> _What is being asked_:
Find the line containing "#[derive(Debug, Clone, Default, Serialize, Deserialize)]" in the listing below. Repeat it exactly, along with each following line up to and including the one containing "let content = fs::read_to_string(path)".

> _Records to process_:
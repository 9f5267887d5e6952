//! Featured-launch curator: service entrypoint.
//! Boots the Axum HTTP server with the Product Hunt pool adapter and the configured
//! narrative requester.

use std::sync::Arc;

use hunt_curator::analyze::build_requester_from_config;
use hunt_curator::config::CuratorConfig;
use hunt_curator::pools::producthunt::ProductHuntProvider;
use hunt_curator::telemetry::Metrics;
use hunt_curator::{create_router, AppState};
use shuttle_axum::ShuttleAxum;
use tracing_subscriber::{fmt, prelude::*, EnvFilter};

/// Enable compact tracing logs in development only.
/// Activation requires BOTH:
///   - dev environment (debug build OR SHUTTLE_ENV in {local, development, dev})
///   - CURATOR_DEV_LOG=1
fn enable_dev_tracing() {
    let dev_flag = std::env::var("CURATOR_DEV_LOG")
        .ok()
        .is_some_and(|v| v == "1");

    let is_dev_env = cfg!(debug_assertions)
        || matches!(
            std::env::var("SHUTTLE_ENV")
                .unwrap_or_default()
                .to_ascii_lowercase()
                .as_str(),
            "local" | "development" | "dev"
        );

    if !(dev_flag && is_dev_env) {
        return;
    }

    let filter = EnvFilter::try_from_default_env()
        .unwrap_or_else(|_| EnvFilter::new("hunt_curator=debug,info"));

    // The runtime may already have installed a subscriber.
    let _ = tracing_subscriber::registry()
        .with(filter)
        .with(fmt::layer().compact())
        .try_init();
}

#[shuttle_runtime::main]
async fn axum() -> ShuttleAxum {
    // Load .env in local/dev; no-op in prod environments.
    let _ = dotenvy::dotenv();

    enable_dev_tracing();

    let cfg = CuratorConfig::load_default()?;
    tracing::info!(
        ai_enabled = cfg.ai.enabled,
        ai_provider = %cfg.ai.provider,
        model = %cfg.ai.model,
        "curator config loaded"
    );

    let pools = ProductHuntProvider::from_config(&cfg.producthunt)?;
    let requester = build_requester_from_config(&cfg.ai)?;
    tracing::info!(provider = requester.provider_name(), "narrative requester ready");

    let mut router = create_router(AppState::new(Arc::new(pools), requester));
    match Metrics::init() {
        Ok(m) => router = router.merge(m.router()),
        Err(e) => tracing::warn!(error = %e, "prometheus recorder not installed"),
    }

    Ok(router.into())
}
// src/config/mod.rs
pub mod ai;
pub mod hunt;

use anyhow::{anyhow, Context, Result};
use serde::{Deserialize, Serialize};
use std::fs;
use std::path::{Path, PathBuf};

pub use ai::AiConfig;
pub use hunt::HuntConfig;

pub const ENV_CONFIG_PATH: &str = "CURATOR_CONFIG_PATH";

#[derive(Debug, Clone, Default, Serialize, Deserialize)]
pub struct CuratorConfig {
    #[serde(default)]
    pub ai: AiConfig,
    #[serde(default)]
    pub producthunt: HuntConfig,
}

impl CuratorConfig {
    /// Load from an explicit path. Supports TOML or JSON formats.
    pub fn load_from(path: &Path) -> Result<Self> {
        let content = fs::read_to_string(path)
            .with_context(|| format!("reading curator config from {}", path.display()))?;
        let ext = path
            .extension()
            .and_then(|s| s.to_str())
            .unwrap_or_default()
            .to_ascii_lowercase();
        let mut cfg = parse_config(&content, ext.as_str())?;
        cfg.resolve()?;
        Ok(cfg)
    }

    /// Load using env var + fallbacks:
    /// 1) $CURATOR_CONFIG_PATH
    /// 2) config/curator.toml
    /// 3) config/curator.json
    /// 4) built-in defaults
    pub fn load_default() -> Result<Self> {
        if let Ok(p) = std::env::var(ENV_CONFIG_PATH) {
            let pb = PathBuf::from(p);
            if pb.exists() {
                return Self::load_from(&pb);
            } else {
                return Err(anyhow!("{ENV_CONFIG_PATH} points to non-existent path"));
            }
        }
        for candidate in ["config/curator.toml", "config/curator.json"] {
            let p = PathBuf::from(candidate);
            if p.exists() {
                return Self::load_from(&p);
            }
        }
        let mut cfg = Self::default();
        cfg.resolve()?;
        Ok(cfg)
    }

    fn resolve(&mut self) -> Result<()> {
        self.ai.resolve()?;
        self.producthunt.resolve();
        Ok(())
    }
}

fn parse_config(s: &str, hint_ext: &str) -> Result<CuratorConfig> {
    match hint_ext {
        "json" => serde_json::from_str(s).context("parsing curator config as JSON"),
        "toml" => toml::from_str(s).context("parsing curator config as TOML"),
        // No usable extension: sniff.
        _ => {
            if s.trim_start().starts_with('{') {
                serde_json::from_str(s).context("parsing curator config as JSON")
            } else {
                toml::from_str(s).context("parsing curator config as TOML")
            }
        }
    }
}
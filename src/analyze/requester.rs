// src/analyze/requester.rs
//! Narrative requester: provider abstraction over the text-generation collaborator.
//!
//! One call per item, no retries. Failures are returned to the caller, which decides how
//! to degrade (see `crate::enrich`).

use std::sync::Arc;
use std::time::Duration;

use async_trait::async_trait;
use serde::{Deserialize, Serialize};

use crate::config::ai::AiConfig;
use crate::error::RequestError;
use crate::select::SelectedItem;

#[async_trait]
pub trait NarrativeRequester: Send + Sync {
    /// Return free-form analysis text for one selected item.
    async fn request(&self, item: &SelectedItem) -> Result<String, RequestError>;
    /// Provider name for diagnostics.
    fn provider_name(&self) -> &'static str;
}

pub type DynRequester = Arc<dyn NarrativeRequester>;

/// Item descriptor handed to the provider: the selected item as pretty JSON.
pub fn describe(item: &SelectedItem) -> Result<String, RequestError> {
    Ok(serde_json::to_string_pretty(item)?)
}

/// Factory: build a requester according to config and environment variables.
///
/// * If `AI_TEST_MODE=mock`, returns a mock requester with a canned narrative.
/// * Else if `config.enabled==false`, returns a disabled requester.
/// * Else builds the configured provider; an unknown provider name is an error.
pub fn build_requester_from_config(config: &AiConfig) -> anyhow::Result<DynRequester> {
    if std::env::var("AI_TEST_MODE")
        .map(|v| v == "mock")
        .unwrap_or(false)
    {
        return Ok(Arc::new(MockRequester::new(MOCK_NARRATIVE)));
    }

    if !config.enabled {
        return Ok(Arc::new(DisabledRequester));
    }

    match config.provider.as_str() {
        "openai" => Ok(Arc::new(OpenAiRequester::new(config)?)),
        other => anyhow::bail!("Unsupported provider in config: {other}"),
    }
}

// ------------------------------------------------------------
// OpenAI
// ------------------------------------------------------------

const SYSTEM_PROMPT_HEAD: &str = "\
당신은 Product Hunt 전문 분석가입니다.

**역할:**
- 스타트업과 제품 런칭에 10년 경험을 가진 전문가
- AI VC 투자자
- AI 기술과 스타트업 생태계에 대한 깊은 이해

**분석 관점:**
1. 제품 성공 요인 (마케팅, 기술, UX, 시장 타이밍)
2. AI 기술 활용도와 구현 방식
3. 스타트업 성장 전략과 시사점
4. 시장 트렌드와 기회 분석

다음 제품 정보를 분석해주세요:
";

const USER_PROMPT: &str = "이 제품에 대한 상세 분석을 제공해주세요.";

const OPENAI_CHAT_URL: &str = "https://api.openai.com/v1/chat/completions";

/// OpenAI Chat Completions provider.
pub struct OpenAiRequester {
    http: reqwest::Client,
    api_key: Option<String>,
    model: String,
    max_tokens: u32,
    temperature: f32,
    url: String,
}

impl OpenAiRequester {
    pub fn new(config: &AiConfig) -> anyhow::Result<Self> {
        let http = reqwest::Client::builder()
            .user_agent("hunt-curator/0.1")
            .connect_timeout(Duration::from_secs(4))
            .timeout(Duration::from_secs(config.timeout_secs))
            .build()?;
        Ok(Self {
            http,
            api_key: config.key().map(str::to_string),
            model: config.model.clone(),
            max_tokens: config.max_tokens,
            temperature: config.temperature,
            url: OPENAI_CHAT_URL.to_string(),
        })
    }

    /// Point the requester at a compatible endpoint (proxies, local gateways).
    pub fn with_url(mut self, url: impl Into<String>) -> Self {
        self.url = url.into();
        self
    }
}

#[derive(Serialize)]
struct Msg<'a> {
    role: &'a str,
    content: &'a str,
}
#[derive(Serialize)]
struct Req<'a> {
    model: &'a str,
    messages: Vec<Msg<'a>>,
    temperature: f32,
    max_tokens: u32,
}
#[derive(Deserialize)]
struct Resp {
    choices: Vec<Choice>,
}
#[derive(Deserialize)]
struct Choice {
    message: ChoiceMsg,
}
#[derive(Deserialize)]
struct ChoiceMsg {
    #[serde(default)]
    content: Option<String>,
}

#[async_trait]
impl NarrativeRequester for OpenAiRequester {
    async fn request(&self, item: &SelectedItem) -> Result<String, RequestError> {
        let Some(api_key) = self.api_key.as_deref() else {
            return Err(RequestError::MissingApiKey("openai"));
        };

        let system = format!("{SYSTEM_PROMPT_HEAD}{}", describe(item)?);
        let req = Req {
            model: &self.model,
            messages: vec![
                Msg {
                    role: "system",
                    content: &system,
                },
                Msg {
                    role: "user",
                    content: USER_PROMPT,
                },
            ],
            temperature: self.temperature,
            max_tokens: self.max_tokens,
        };

        let resp = self
            .http
            .post(&self.url)
            .bearer_auth(api_key)
            .json(&req)
            .send()
            .await?;

        let status = resp.status();
        if !status.is_success() {
            return Err(RequestError::Status(status.as_u16()));
        }
        let body: Resp = resp.json().await?;
        body.choices
            .into_iter()
            .next()
            .and_then(|c| c.message.content)
            .filter(|s| !s.trim().is_empty())
            .ok_or(RequestError::EmptyResponse)
    }

    fn provider_name(&self) -> &'static str {
        "openai"
    }
}

// ------------------------------------------------------------
// Disabled / mock
// ------------------------------------------------------------

/// Always fails; every item falls back to the default analysis.
pub struct DisabledRequester;

#[async_trait]
impl NarrativeRequester for DisabledRequester {
    async fn request(&self, _item: &SelectedItem) -> Result<String, RequestError> {
        Err(RequestError::Disabled)
    }
    fn provider_name(&self) -> &'static str {
        "disabled"
    }
}

pub const MOCK_NARRATIVE: &str = "\
## 핵심 인사이트
- 런칭 당일 커뮤니티 참여를 극대화한 메이커 코멘트
- 명확한 한 줄 가치 제안

## AI 기술 활용
- GPT 기반 AI 요약 기능
- 사내 머신러닝 추천 모델
- React 기반 웹 앱
";

/// Returns the same narrative for every item.
#[derive(Clone)]
pub struct MockRequester {
    pub fixed: String,
}

impl MockRequester {
    pub fn new(fixed: impl Into<String>) -> Self {
        Self {
            fixed: fixed.into(),
        }
    }
}

#[async_trait]
impl NarrativeRequester for MockRequester {
    async fn request(&self, _item: &SelectedItem) -> Result<String, RequestError> {
        Ok(self.fixed.clone())
    }
    fn provider_name(&self) -> &'static str {
        "mock"
    }
}
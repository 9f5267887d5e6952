// src/lib.rs
// Public library surface for the service binary, the demo and integration tests.

pub mod analyze;
pub mod api;
pub mod config;
pub mod enrich;
pub mod error;
pub mod pools;
pub mod select;
pub mod telemetry;

pub use crate::api::{create_router, AppState};
pub use crate::enrich::{enrich, AnalysisSource, EnrichedItem, ItemOutcome};
pub use crate::error::{CurateError, RequestError};
pub use crate::select::{select, SelectedItem, FEATURED_VOTE_THRESHOLD};

use crate::analyze::DynRequester;
use crate::pools::PoolProvider;
use tracing::info;

/// Fetch the pools and compose the featured selection, without enrichment.
pub async fn curate_selection(pools: &dyn PoolProvider) -> Result<Vec<SelectedItem>, CurateError> {
    telemetry::ensure_metrics_described();
    let set = pools.fetch_pools().await?;
    let selected = select::select_pools(&set);
    info!(
        provider = pools.name(),
        candidates = set.total(),
        selected = selected.len(),
        "featured selection composed"
    );
    Ok(selected)
}

/// Full pipeline: pools -> selection -> per-item narrative enrichment.
///
/// Only a pool failure aborts the run; every selected item is present in the output.
pub async fn curate(
    pools: &dyn PoolProvider,
    requester: DynRequester,
) -> Result<Vec<EnrichedItem>, CurateError> {
    let selected = curate_selection(pools).await?;
    let enriched = enrich(selected, requester).await;
    let fallbacks = enriched
        .iter()
        .filter(|e| e.source == AnalysisSource::Fallback)
        .count();
    info!(items = enriched.len(), fallbacks, "featured list enriched");
    Ok(enriched)
}
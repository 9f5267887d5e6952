//! Narrative analysis: requester collaborator + insight parser.

pub mod parser;
pub mod requester;
pub mod types;

pub use crate::analyze::parser::parse;
pub use crate::analyze::requester::{
    build_requester_from_config, DisabledRequester, DynRequester, MockRequester,
    NarrativeRequester, OpenAiRequester,
};
pub use crate::analyze::types::{default_insights, Analysis, TechnologyUsage, DEFAULT_INSIGHTS};
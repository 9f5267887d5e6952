// src/pools/mod.rs
pub mod producthunt;
pub mod types;

pub use types::{CandidateRecord, Period, PoolProvider, PoolSet, Topic, DEFAULT_CATEGORY};
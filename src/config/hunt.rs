// src/config/hunt.rs
use serde::{Deserialize, Serialize};

use crate::pools::producthunt::DEFAULT_ENDPOINT;

const ENV_TOKEN: &str = "PRODUCT_HUNT_TOKEN";

fn default_endpoint() -> String {
    DEFAULT_ENDPOINT.to_string()
}
fn default_token() -> String {
    "ENV".to_string()
}
fn default_timeout_secs() -> u64 {
    10
}

#[derive(Debug, Clone, Serialize, Deserialize)]
pub struct HuntConfig {
    #[serde(default = "default_endpoint")]
    pub endpoint: String,
    /// "ENV" means: read from PRODUCT_HUNT_TOKEN
    #[serde(default = "default_token")]
    pub token: String,
    #[serde(default = "default_timeout_secs")]
    pub timeout_secs: u64,
}

impl Default for HuntConfig {
    fn default() -> Self {
        Self {
            endpoint: default_endpoint(),
            token: default_token(),
            timeout_secs: default_timeout_secs(),
        }
    }
}

impl HuntConfig {
    /// Resolve the "ENV" placeholder. A missing token is not fatal here; the provider
    /// reports the pools as unavailable when it is asked to fetch.
    pub fn resolve(&mut self) {
        if self.token.trim().eq_ignore_ascii_case("env") {
            self.token = std::env::var(ENV_TOKEN).unwrap_or_default();
            if self.token.is_empty() {
                tracing::warn!("{ENV_TOKEN} is not set; Product Hunt pools will be unavailable");
            }
        }
        if self.timeout_secs == 0 {
            self.timeout_secs = default_timeout_secs();
        }
    }
}
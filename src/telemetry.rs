use axum::{routing::get, Router};
use metrics::{describe_counter, describe_histogram};
use metrics_exporter_prometheus::{BuildError, PrometheusBuilder, PrometheusHandle};
use once_cell::sync::OnceCell;

/// One-time metrics registration (so series show up on /metrics).
pub fn ensure_metrics_described() {
    static ONCE: OnceCell<()> = OnceCell::new();
    ONCE.get_or_init(|| {
        describe_counter!(
            "curator_candidates_total",
            "Candidates parsed from pool responses."
        );
        describe_counter!(
            "curator_pool_errors_total",
            "Pool fetches that ended in PoolUnavailable."
        );
        describe_counter!(
            "curator_selected_total",
            "Items selected for the featured list, by period."
        );
        describe_counter!("curator_enrich_total", "Items passed through enrichment.");
        describe_counter!(
            "curator_enrich_fallback_total",
            "Items that fell back to the default analysis."
        );
        describe_histogram!("curator_pool_parse_ms", "Pool response parse time in milliseconds.");
        describe_histogram!("curator_parse_ms", "Narrative parse time in milliseconds.");
    });
}

pub struct Metrics {
    pub handle: PrometheusHandle,
}

impl Metrics {
    /// Install the Prometheus recorder. Call once per process.
    pub fn init() -> Result<Self, BuildError> {
        let handle = PrometheusBuilder::new().install_recorder()?;
        ensure_metrics_described();
        Ok(Self { handle })
    }

    /// Returns a router exposing `/metrics` with the Prometheus exposition format.
    pub fn router(&self) -> Router {
        let handle = self.handle.clone();
        Router::new().route(
            "/metrics",
            get(move || {
                let h = handle.clone();
                async move { h.render() }
            }),
        )
    }
}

> _Solution to this exercise_:
#[derive(Debug, Clone, Default, Serialize, Deserialize)]
pub struct CuratorConfig {
    #[serde(default)]
    pub ai: AiConfig,
    #[serde(default)]
    pub producthunt: HuntConfig,
}

impl CuratorConfig {
    /// Load from an explicit path. Supports TOML or JSON formats.
    pub fn load_from(path: &Path) -> Result<Self> {
        let content = fs::read_to_string(path)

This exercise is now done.